What if there was a powerful tool available to compute the sensitivity of the cost function with respect to many design variables at the CPU cost equivalent to just one flow solution? And not only that… What if this method also provided guidance on how to best optimize the design from the start? Integration of an adjoint solver as part of a CFD suite enables this economical sensitivity analysis and is a promising strategy for performing shape optimization involving few cost functions and many design variables, as is the case for the aircraft manufacturer’s winglet design for derivative aircraft.

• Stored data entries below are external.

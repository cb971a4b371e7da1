use serde::{Deserialize, Serialize};
use std::collections::BTreeMap;

/// Identifier of a stored vector. Negative values are reserved: `-1` marks an
/// empty result slot.
pub type VectorId = i64;

/// Label written into result slots that could not be filled.
pub const MISSING_LABEL: VectorId = -1;

/// Distance metric for vector comparison.
#[derive(Debug, Clone, Copy, Default, PartialEq, Eq, Hash, Serialize, Deserialize)]
#[serde(rename_all = "snake_case")]
pub enum MetricType {
    /// Squared Euclidean distance, smaller is closer.
    #[default]
    L2,
    /// Inner product similarity, larger is closer.
    InnerProduct,
    /// Bit-level Hamming distance over packed binary codes.
    Hamming,
}

impl MetricType {
    /// Whether a larger score means a closer match.
    pub fn is_similarity(self) -> bool {
        matches!(self, MetricType::InnerProduct)
    }
}

impl std::fmt::Display for MetricType {
    fn fmt(&self, f: &mut std::fmt::Formatter<'_>) -> std::fmt::Result {
        match self {
            MetricType::L2 => write!(f, "l2"),
            MetricType::InnerProduct => write!(f, "inner_product"),
            MetricType::Hamming => write!(f, "hamming"),
        }
    }
}

/// Structural kind of an index, fixed when the index is created.
#[derive(Debug, Clone, Copy, PartialEq, Eq, Serialize, Deserialize)]
#[serde(rename_all = "snake_case")]
pub enum StructuralKind {
    Flat,
    InvertedFile,
    /// Identifier-remapping composite around another index.
    IdMap,
}

impl std::fmt::Display for StructuralKind {
    fn fmt(&self, f: &mut std::fmt::Formatter<'_>) -> std::fmt::Result {
        match self {
            StructuralKind::Flat => write!(f, "flat"),
            StructuralKind::InvertedFile => write!(f, "inverted_file"),
            StructuralKind::IdMap => write!(f, "id_map"),
        }
    }
}

/// k-NN results for `nq` queries, stored row-major with `k` slots per query.
#[derive(Debug, Clone, PartialEq, Serialize, Deserialize)]
pub struct SearchResult<D> {
    pub k: usize,
    pub distances: Vec<D>,
    pub labels: Vec<VectorId>,
}

impl<D: Copy> SearchResult<D> {
    pub fn empty() -> Self {
        Self {
            k: 0,
            distances: Vec::new(),
            labels: Vec::new(),
        }
    }

    pub fn is_empty(&self) -> bool {
        self.labels.is_empty()
    }

    /// Number of queries covered by this result.
    pub fn nq(&self) -> usize {
        if self.k == 0 {
            0
        } else {
            self.labels.len() / self.k
        }
    }

    /// Filled `(label, distance)` pairs for query `q`, in rank order.
    pub fn neighbors(&self, q: usize) -> Vec<(VectorId, D)> {
        if self.k == 0 {
            return Vec::new();
        }
        let start = q * self.k;
        let end = (start + self.k).min(self.labels.len());
        (start..end)
            .filter(|&i| self.labels[i] != MISSING_LABEL)
            .map(|i| (self.labels[i], self.distances[i]))
            .collect()
    }
}

/// Range search results: query `q` owns `labels[lims[q]..lims[q + 1]]`.
#[derive(Debug, Clone, PartialEq, Serialize, Deserialize)]
pub struct RangeSearchResult<D> {
    pub lims: Vec<usize>,
    pub labels: Vec<VectorId>,
    pub distances: Vec<D>,
}

impl<D: Copy> RangeSearchResult<D> {
    pub fn nq(&self) -> usize {
        self.lims.len().saturating_sub(1)
    }

    /// `(label, distance)` pairs for query `q`; empty when `q >= nq()`.
    pub fn neighbors(&self, q: usize) -> Vec<(VectorId, D)> {
        if q >= self.nq() {
            return Vec::new();
        }
        let (start, end) = (self.lims[q], self.lims[q + 1]);
        self.labels[start..end]
            .iter()
            .copied()
            .zip(self.distances[start..end].iter().copied())
            .collect()
    }
}

/// How an inverted file locates a stored vector by identifier.
///
/// `Array` needs identifiers to be assigned sequentially from zero and does
/// not support removal; `Hashtable` accepts arbitrary identifiers.
#[derive(Debug, Clone, Copy, Default, PartialEq, Eq, Serialize, Deserialize)]
#[serde(rename_all = "snake_case")]
pub enum DirectMapType {
    #[default]
    NoMap,
    Array,
    Hashtable,
}

/// Partition id -> member identifiers, in list order.
pub type ClusterAssignment = BTreeMap<i64, Vec<VectorId>>;
//! Quiver: filtered, cluster-aware approximate nearest-neighbor search over a
//! pluggable vector engine.

pub mod accelerator;
pub mod autotune;
pub mod clustering;
pub mod config;
pub mod error;
pub mod index;
pub mod io;
pub mod metrics;
pub mod params;
pub mod selector;
pub mod transform;
pub mod types;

For most of us, adjoint solvers remain a bit of a mystery and the mathematical underpinnings of the method can be quite intimidating. To explain it in very general terms, the approach is based on optimal control theory where the cost function is defined using Lagrange multipliers to include both the flow solution and the mesh movement solution as constraints on the optimization. By taking the derivative of this cost function with respect to the design variables first, and by solving  the adjoint equations for the Lagrange multipliers next, the sensitivity of cost function with respect to the flow residual (mass, momentum and energy) and the mesh coordinates is obtained. It is then straightforward to compute the sensitivity of the cost function with respect to all of the design variables simultaneously through a simple matrix multiplication.

The adjoint solver is a very attractive approach because not only does it provide great insight into the system performance early on, it also offers a faster route to an improved design.  Let’s go back to the winglet design problem. It does not matter how many design variables were required to parameterize the geometry, by performing one solution of the flowfield on the baseline winglet and one solution of the adjoint equations (at a CPU cost equivalent to one flow solution), all the important information is now available for the optimizer to make an informed decision towards improvement. Imagine the cost and time savings!

And it doesn’t end here. With the adjoint solver, the sensitivity of the cost function with respect to the flow residual is computed. This is effectively a measure of error in the solution and opens the door for uncertainty quantification. In addition, it provides a mathematical formulation for identifying areas requiring further mesh resolution to better capture the cost function.  Instead of depending on solution gradients to resolve the mesh, the aerodynamicist can let the code do the work and she is likely to be impressed by the non-intuitive ways the mathematics refines the winglet mesh. This has the potential of significantly reducing mesh sizes while increasing accuracy resulting in a much more practical optimization process.

Optimal control theory has been around for many years, so why is an adjoint approach to design optimization using CFD not yet main-stream? The bottom line is that implementation with CFD can be complex (there are several approaches e.g. continuous vs. discrete) and especially the transformation of surface sensitivities into a smooth shape through mesh morphing is challenging.  The demand from our user community has been high and as a result, STAR-CCM+ will include an integrated discrete adjoint solver in v8.04. The solver provides both 1st and 2nd order adjoints for a wide range of cost functions and is broadly compatible with the existing STAR-CCM+ physics models.  CD-adapco has a dedicated team working on delivering additional features for the adjoint solver in the near future including adding the mesh morpher and integration with optimization tools. Look out for it in future releases!